Today a third strand entwines those two: a sense, fueled by the deep U.S. recession and China’s rise, that America is a declining and overextended power that can no longer afford to lead as it has in the past.
Those who argue for a more vigorous international role are sometimes caricatured as war-loving and unilateralist when, in fact, an activist stance has been favored by Democrats from Harry Truman to Madeleine Albright and Republicans from Richard Nixon to Colin Powell. It would be no fairer to label them all bellicose neocons than to call Obama a pure isolationist.
The arguments are rarely either/or. Internationalists accept that America can’t solve every problem but say that’s no reason to opt out of all.
They grant that the United States has often bumbled overseas, hurting innocents in the process. But they call the United States “indispensable,” as President Bill Clinton did, because its policing of a liberal, welcoming world order has allowed billions to rise out of poverty and its championing of democratic values has provided cover for people from Poland to South Korea to find their way toward freedom.
They accept the importance of alliances, international law and multilateral institutions but recognize that those institutions have rarely managed to act without U.S. leadership. The engagement they favor is usually not war but support intended to make war less likely, such as training and other forms of aid.
Finally, they agree that America’s relative economic strength is declining, as it has been since the end of World War II. They see that as a positive trend — people in other nations are living better — and one that requires perpetual adjustment in foreign policy.
But they also see that the United States remains better positioned to lead than many Americans, in their discouraged mood, believe.
Thanks in large part to its openness to immigrants, the United States is far less demographically challenged than many countries in Europe and East Asia, where aging populations will impede innovation and initiative. What’s in doubt in the United States is the political will to solve its fiscal problem, not whether the problem is manageable. Given the strength of the U.S. economy, posting 20,000 or 30,000 troops in Afghanistan even indefinitely would pose no challenge.

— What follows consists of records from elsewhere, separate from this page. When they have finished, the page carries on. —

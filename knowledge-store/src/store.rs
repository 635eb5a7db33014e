use crate::error::{KnowledgeError, KnowledgeResult};
use crate::records::{TraditionRecord, TreatmentEntry};
use clinical_common::{Dosha, Mizaj, Tradition};
use std::collections::HashMap;
use tracing::info;

/// In-memory knowledge base over the three tradition schemas
///
/// Built once at startup; all lookups are lock-free reads. Secondary indexes
/// hold record ids and resolve through the primary id index.
pub struct KnowledgeStore {
    records: HashMap<Tradition, Vec<TraditionRecord>>,
    by_id: HashMap<(Tradition, String), usize>,
    by_category: HashMap<(Tradition, String), Vec<String>>,
    by_mizaj: HashMap<Mizaj, Vec<String>>,
    by_dosha: HashMap<Dosha, Vec<String>>,
    by_organ: HashMap<String, Vec<String>>,
}

impl KnowledgeStore {
    /// Build the store and all indexes from a flat record list
    ///
    /// Rejects duplicate ids within a tradition; index integrity is checked
    /// here so runtime reads never have to.
    pub fn from_records(all: Vec<TraditionRecord>) -> KnowledgeResult<Self> {
        let mut records: HashMap<Tradition, Vec<TraditionRecord>> = HashMap::new();
        let mut by_id = HashMap::new();
        let mut by_category: HashMap<(Tradition, String), Vec<String>> = HashMap::new();
        let mut by_mizaj: HashMap<Mizaj, Vec<String>> = HashMap::new();
        let mut by_dosha: HashMap<Dosha, Vec<String>> = HashMap::new();
        let mut by_organ: HashMap<String, Vec<String>> = HashMap::new();

        for record in all {
            let tradition = record.tradition();
            let key = (tradition, record.id.clone());
            let slot = records.entry(tradition).or_default();

            if by_id.contains_key(&key) {
                return Err(KnowledgeError::DuplicateRecord(format!(
                    "{}/{}",
                    tradition, record.id
                )));
            }

            by_category
                .entry((tradition, record.category.clone()))
                .or_default()
                .push(record.id.clone());

            if let Some(mizaj) = record.mizaj() {
                by_mizaj.entry(mizaj).or_default().push(record.id.clone());
            }
            if let Some(dosha) = record.dosha() {
                by_dosha.entry(dosha).or_default().push(record.id.clone());
            }
            for organ in record.organs() {
                by_organ
                    .entry(organ.to_lowercase())
                    .or_default()
                    .push(record.id.clone());
            }

            by_id.insert(key, slot.len());
            slot.push(record);
        }

        let total: usize = records.values().map(Vec::len).sum();
        info!(total_records = total, "knowledge store built");

        Ok(Self {
            records,
            by_id,
            by_category,
            by_mizaj,
            by_dosha,
            by_organ,
        })
    }

    /// All records of one tradition; empty when none are loaded
    pub fn records(&self, tradition: Tradition) -> &[TraditionRecord] {
        self.records
            .get(&tradition)
            .map(Vec::as_slice)
            .unwrap_or(&[])
    }

    /// Look up one record by id
    pub fn record(&self, tradition: Tradition, id: &str) -> KnowledgeResult<&TraditionRecord> {
        self.by_id
            .get(&(tradition, id.to_string()))
            .map(|idx| &self.records[&tradition][*idx])
            .ok_or_else(|| KnowledgeError::NotFound(format!("{}/{}", tradition, id)))
    }

    /// Treatments associated with a record
    pub fn treatments(
        &self,
        tradition: Tradition,
        record_id: &str,
    ) -> KnowledgeResult<&[TreatmentEntry]> {
        Ok(&self.record(tradition, record_id)?.treatments)
    }

    /// Records of a tradition within a category
    pub fn by_category(&self, tradition: Tradition, category: &str) -> Vec<&TraditionRecord> {
        self.resolve(
            tradition,
            self.by_category
                .get(&(tradition, category.to_string()))
                .map(Vec::as_slice)
                .unwrap_or(&[]),
        )
    }

    /// Avicennan records with the given constitutional type
    pub fn by_mizaj(&self, mizaj: Mizaj) -> Vec<&TraditionRecord> {
        self.resolve(
            Tradition::Avicenna,
            self.by_mizaj.get(&mizaj).map(Vec::as_slice).unwrap_or(&[]),
        )
    }

    /// Ayurvedic records with the given dominant dosha
    pub fn by_dosha(&self, dosha: Dosha) -> Vec<&TraditionRecord> {
        self.resolve(
            Tradition::Ayurveda,
            self.by_dosha.get(&dosha).map(Vec::as_slice).unwrap_or(&[]),
        )
    }

    /// TCM records affecting the given organ
    pub fn by_organ(&self, organ: &str) -> Vec<&TraditionRecord> {
        self.resolve(
            Tradition::Tcm,
            self.by_organ
                .get(&organ.to_lowercase())
                .map(Vec::as_slice)
                .unwrap_or(&[]),
        )
    }

    pub fn is_empty(&self, tradition: Tradition) -> bool {
        self.records(tradition).is_empty()
    }

    pub fn len(&self, tradition: Tradition) -> usize {
        self.records(tradition).len()
    }

    fn resolve(&self, tradition: Tradition, ids: &[String]) -> Vec<&TraditionRecord> {
        ids.iter()
            .filter_map(|id| self.record(tradition, id).ok())
            .collect()
    }
}
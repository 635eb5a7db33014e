use clinical_common::{AnalysisKind, Attribute, FindingMap};
use serde_json::Value;
use tracing::debug;

/// Outcome of validating one provider response
#[derive(Debug)]
pub struct ValidatedResponse {
    pub findings: FindingMap,
    pub confidence: f64,
    pub advisory_notes: Vec<String>,
    /// Attribute keys that were present but out of domain or out of kind
    pub dropped: Vec<String>,
    /// True when the document had no usable findings object at all
    pub degraded: bool,
}

/// Validate a provider JSON document against the kind's closed schema
///
/// Policy: the document must already be parsed JSON; unknown fields are
/// ignored; a present attribute whose value falls outside its enumerated
/// domain is dropped to absent, never rejected. A document without a usable
/// `findings` object yields a degraded result with zero confidence.
pub fn validate_response(kind: AnalysisKind, document: &Value) -> ValidatedResponse {
    let advisory_notes = extract_advisory(document);

    let Some(raw_findings) = document.get("findings").and_then(Value::as_object) else {
        debug!(kind = %kind, "provider response missing findings object; degrading");
        return ValidatedResponse {
            findings: FindingMap::default(),
            confidence: 0.0,
            advisory_notes,
            dropped: Vec::new(),
            degraded: true,
        };
    };

    let mut findings = FindingMap::default();
    let mut dropped = Vec::new();

    for (key, value) in raw_findings {
        let Some(attribute) = resolve_key(kind, key) else {
            dropped.push(key.clone());
            continue;
        };
        if !apply(&mut findings, attribute, value) {
            dropped.push(key.clone());
        }
    }

    let confidence = document
        .get("confidence")
        .and_then(Value::as_f64)
        .unwrap_or(0.5)
        .clamp(0.0, 1.0);

    if !dropped.is_empty() {
        debug!(kind = %kind, dropped = ?dropped, "dropped out-of-domain attributes");
    }

    ValidatedResponse {
        findings,
        confidence,
        advisory_notes,
        dropped,
        degraded: false,
    }
}

fn extract_advisory(document: &Value) -> Vec<String> {
    document
        .get("recommendations")
        .and_then(Value::as_array)
        .map(|items| {
            items
                .iter()
                .filter_map(Value::as_str)
                .map(str::to_string)
                .collect()
        })
        .unwrap_or_default()
}

/// Map a wire key to an attribute, honoring the kind's closed attribute set
///
/// Pulse and urine accept the natural short keys (`rate`, `color`) as well
/// as the canonical long forms.
fn resolve_key(kind: AnalysisKind, key: &str) -> Option<Attribute> {
    let attribute = match (kind, key) {
        (AnalysisKind::Tongue, "color") => Attribute::Color,
        (AnalysisKind::Tongue, "coating") => Attribute::Coating,
        (AnalysisKind::Tongue, "moisture") => Attribute::Moisture,
        (AnalysisKind::Tongue, "cracks") => Attribute::Cracks,
        (AnalysisKind::Tongue, "shape") => Attribute::Shape,

        (AnalysisKind::Eye, "sclera_tint") => Attribute::ScleraTint,
        (AnalysisKind::Eye, "moisture") => Attribute::Moisture,
        (AnalysisKind::Eye, "luster") => Attribute::Luster,

        (AnalysisKind::Face, "complexion") => Attribute::Complexion,
        (AnalysisKind::Face, "luster") => Attribute::Luster,

        (AnalysisKind::Skin, "texture") => Attribute::Texture,
        (AnalysisKind::Skin, "temperature") => Attribute::Temperature,
        (AnalysisKind::Skin, "moisture") => Attribute::Moisture,

        (AnalysisKind::Pulse, "rate" | "pulse_rate") => Attribute::PulseRate,
        (AnalysisKind::Pulse, "depth" | "pulse_depth") => Attribute::PulseDepth,
        (AnalysisKind::Pulse, "quality" | "pulse_quality") => Attribute::PulseQuality,

        (AnalysisKind::Urine, "color" | "urine_color") => Attribute::UrineColor,
        (AnalysisKind::Urine, "clarity" | "urine_clarity") => Attribute::UrineClarity,

        // Constitutional attributes may accompany any kind
        (_, "mizaj") => Attribute::Mizaj,
        (_, "dosha") => Attribute::Dosha,

        _ => return None,
    };
    Some(attribute)
}

/// Set one attribute from a JSON value; false when the value is out of domain
fn apply(map: &mut FindingMap, attribute: Attribute, value: &Value) -> bool {
    fn parse<T: serde::de::DeserializeOwned>(value: &Value) -> Option<T> {
        serde_json::from_value(value.clone()).ok()
    }

    match attribute {
        Attribute::Color => assign(&mut map.color, parse(value)),
        Attribute::Coating => assign(&mut map.coating, parse(value)),
        Attribute::Moisture => assign(&mut map.moisture, parse(value)),
        Attribute::Cracks => assign(&mut map.cracks, parse(value)),
        Attribute::Shape => assign(&mut map.shape, parse(value)),
        Attribute::ScleraTint => assign(&mut map.sclera_tint, parse(value)),
        Attribute::Luster => assign(&mut map.luster, parse(value)),
        Attribute::Complexion => assign(&mut map.complexion, parse(value)),
        Attribute::Texture => assign(&mut map.texture, parse(value)),
        Attribute::Temperature => assign(&mut map.temperature, parse(value)),
        Attribute::PulseRate => assign(&mut map.pulse_rate, parse(value)),
        Attribute::PulseDepth => assign(&mut map.pulse_depth, parse(value)),
        Attribute::PulseQuality => assign(&mut map.pulse_quality, parse(value)),
        Attribute::UrineColor => assign(&mut map.urine_color, parse(value)),
        Attribute::UrineClarity => assign(&mut map.urine_clarity, parse(value)),
        Attribute::Mizaj => assign(&mut map.mizaj, parse(value)),
        Attribute::Dosha => assign(&mut map.dosha, parse(value)),
    }
}

fn assign<T>(slot: &mut Option<T>, parsed: Option<T>) -> bool {
    match parsed {
        Some(v) => {
            *slot = Some(v);
            true
        }
        None => false,
    }
}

That’s not to say it would be smart policy. But there are risks to withdrawal as well as to engagement. Only a few years after the United States turned its back on Rwanda, our leaders felt compelled to apologize and ask themselves how they could have let genocide happen. When America last turned its back on Afghanistan, two decades ago, civil war followed, with al-Qaeda close behind. Clinton responded with cruise missile attacks, the 1990s’ equivalent of drone strikes. America learned on 9/11 how inadequate that response had been.
History will not repeat itself, precisely. But if the United States retreats too quickly and too far, history will reach out to grab us back. It may happen soon, with an Israeli attack on Iran, a Syrian wielding of chemical weapons or — most likely — some calamity we have not foreseen. It may happen after Obama has retired.
Either way, it will give rise, as it did in 2001, to resolutions that, this time, we have learned our lesson — this time, we won’t come home before the job is done.